The Qualified Business Income (QBI) deduction allows eligible owners of pass-through entities, including LLCs, to deduct up to 20% of their qualified business income. This deduction is taken on the owner’s personal tax return, reducing their individual taxable income. It applies to income from sole proprietorships, partnerships, and S corporations. Various limitations and thresholds apply, particularly for higher-income taxpayers and certain service businesses.
Tax implications for LLC owners are tied to the entity’s pass-through taxation structure. By default, an LLC is not taxed as a separate federal entity; its income and deductions are “passed through” to the owners’ personal tax returns. This avoids the “double taxation” of C-corporations, where profits are taxed at the corporate level and again when distributed to shareholders.
For a single-member LLC, the business is treated as a disregarded entity, and its income and expenses are reported on the owner’s Schedule C of Form 1040. Multi-member LLCs are taxed as partnerships, requiring the LLC to file Form 1065 and issue a Schedule K-1 to each member, detailing their share of the business’s income, deductions, and credits.
Active owners of an LLC are subject to self-employment tax, which covers Social Security and Medicare taxes. The self-employment tax rate is 15.3% (12.4% for Social Security and 2.9% for Medicare). This tax applies to 92.35% of net earnings from self-employment. LLC owners can deduct one-half of their self-employment taxes from their gross income when calculating adjusted gross income.
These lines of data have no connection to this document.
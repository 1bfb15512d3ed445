// SPDX-FileCopyrightText: 2026 Parley Contributors
// SPDX-License-Identifier: MIT OR Apache-2.0

//! Request and response bodies of the sidecar HTTP API.

use serde::{Deserialize, Serialize};

#[derive(Debug, Serialize)]
pub struct SendTextRequest<'a> {
    pub to: &'a str,
    pub text: &'a str,
}

#[derive(Debug, Default, Deserialize)]
pub struct SendTextResponse {
    #[serde(default)]
    pub id: Option<serde_json::Value>,
}

impl SendTextResponse {
    /// The sent message id, which the sidecar reports either as a string or
    /// as `{ "_serialized": "..." }`.
    pub fn message_id(&self) -> Option<String> {
        match self.id.as_ref()? {
            serde_json::Value::String(s) if !s.is_empty() => Some(s.clone()),
            serde_json::Value::Object(map) => map
                .get("_serialized")
                .and_then(|v| v.as_str())
                .filter(|s| !s.is_empty())
                .map(str::to_string),
            _ => None,
        }
    }
}

#[derive(Debug, Deserialize)]
pub struct MediaResponse {
    pub data: String,
}

#[derive(Debug, Default, Deserialize)]
#[serde(rename_all = "camelCase")]
pub struct ContactResponse {
    #[serde(default)]
    pub name: Option<String>,
    #[serde(default)]
    pub pushname: Option<String>,
    #[serde(default)]
    pub short_name: Option<String>,
}

impl ContactResponse {
    /// Best display name: saved name, then push name, then short name.
    pub fn display_name(self) -> Option<String> {
        [self.name, self.pushname, self.short_name]
            .into_iter()
            .flatten()
            .map(|s| s.trim().to_string())
            .find(|s| !s.is_empty())
    }
}

#[derive(Debug, Default, Deserialize)]
pub struct ProfilePicResponse {
    #[serde(default)]
    pub url: Option<String>,
}

#[derive(Debug, Serialize)]
#[serde(rename_all = "camelCase")]
pub struct DeleteRequest<'a> {
    pub chat_id: &'a str,
    pub for_everyone: bool,
}

#[cfg(test)]
mod tests {
    use super::*;

    #[test]
    fn send_id_accepts_both_shapes() {
        let plain: SendTextResponse = serde_json::from_str(r#"{"id":"true_1@c.us_AB"}"#).unwrap();
        assert_eq!(plain.message_id().as_deref(), Some("true_1@c.us_AB"));

        let nested: SendTextResponse =
            serde_json::from_str(r#"{"id":{"_serialized":"true_1@c.us_CD"}}"#).unwrap();
        assert_eq!(nested.message_id().as_deref(), Some("true_1@c.us_CD"));

        let empty: SendTextResponse = serde_json::from_str("{}").unwrap();
        assert_eq!(empty.message_id(), None);
    }

    #[test]
    fn display_name_falls_back_to_pushname() {
        let contact: ContactResponse =
            serde_json::from_str(r#"{"name":"  ","pushname":"Asha"}"#).unwrap();
        assert_eq!(contact.display_name().as_deref(), Some("Asha"));
    }
}
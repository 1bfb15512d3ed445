// SPDX-FileCopyrightText: 2026 Parley Contributors
// SPDX-License-Identifier: MIT OR Apache-2.0

//! Base adapter trait that all external collaborators implement.

use async_trait::async_trait;

use crate::error::ParleyError;
use crate::types::{AdapterType, HealthStatus};

/// The base trait for all Parley adapters.
///
/// Provides identity, lifecycle, and health check capabilities.
#[async_trait]
pub trait PluginAdapter: Send + Sync + 'static {
    /// Returns the human-readable name of this adapter instance.
    fn name(&self) -> &str;

    /// Returns the semantic version of this adapter.
    fn version(&self) -> semver::Version;

    /// Returns the role this adapter plays.
    fn adapter_type(&self) -> AdapterType;

    /// Performs a health check and returns the adapter's current status.
    async fn health_check(&self) -> Result<HealthStatus, ParleyError>;

    /// Gracefully shuts down the adapter, releasing any held resources.
    async fn shutdown(&self) -> Result<(), ParleyError> {
        Ok(())
    }
}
An LLC can elect to be taxed as an S-corporation or a C-corporation, which changes how deductions flow to the owner. Electing S-corporation status allows owners to pay themselves a reasonable W-2 salary (subject to payroll taxes), while remaining profits can be distributed as dividends (not subject to self-employment tax). This can reduce the overall self-employment tax burden. If an LLC elects C-corporation taxation, the business pays corporate income tax, and owners are taxed separately on any dividends received, leading to double taxation.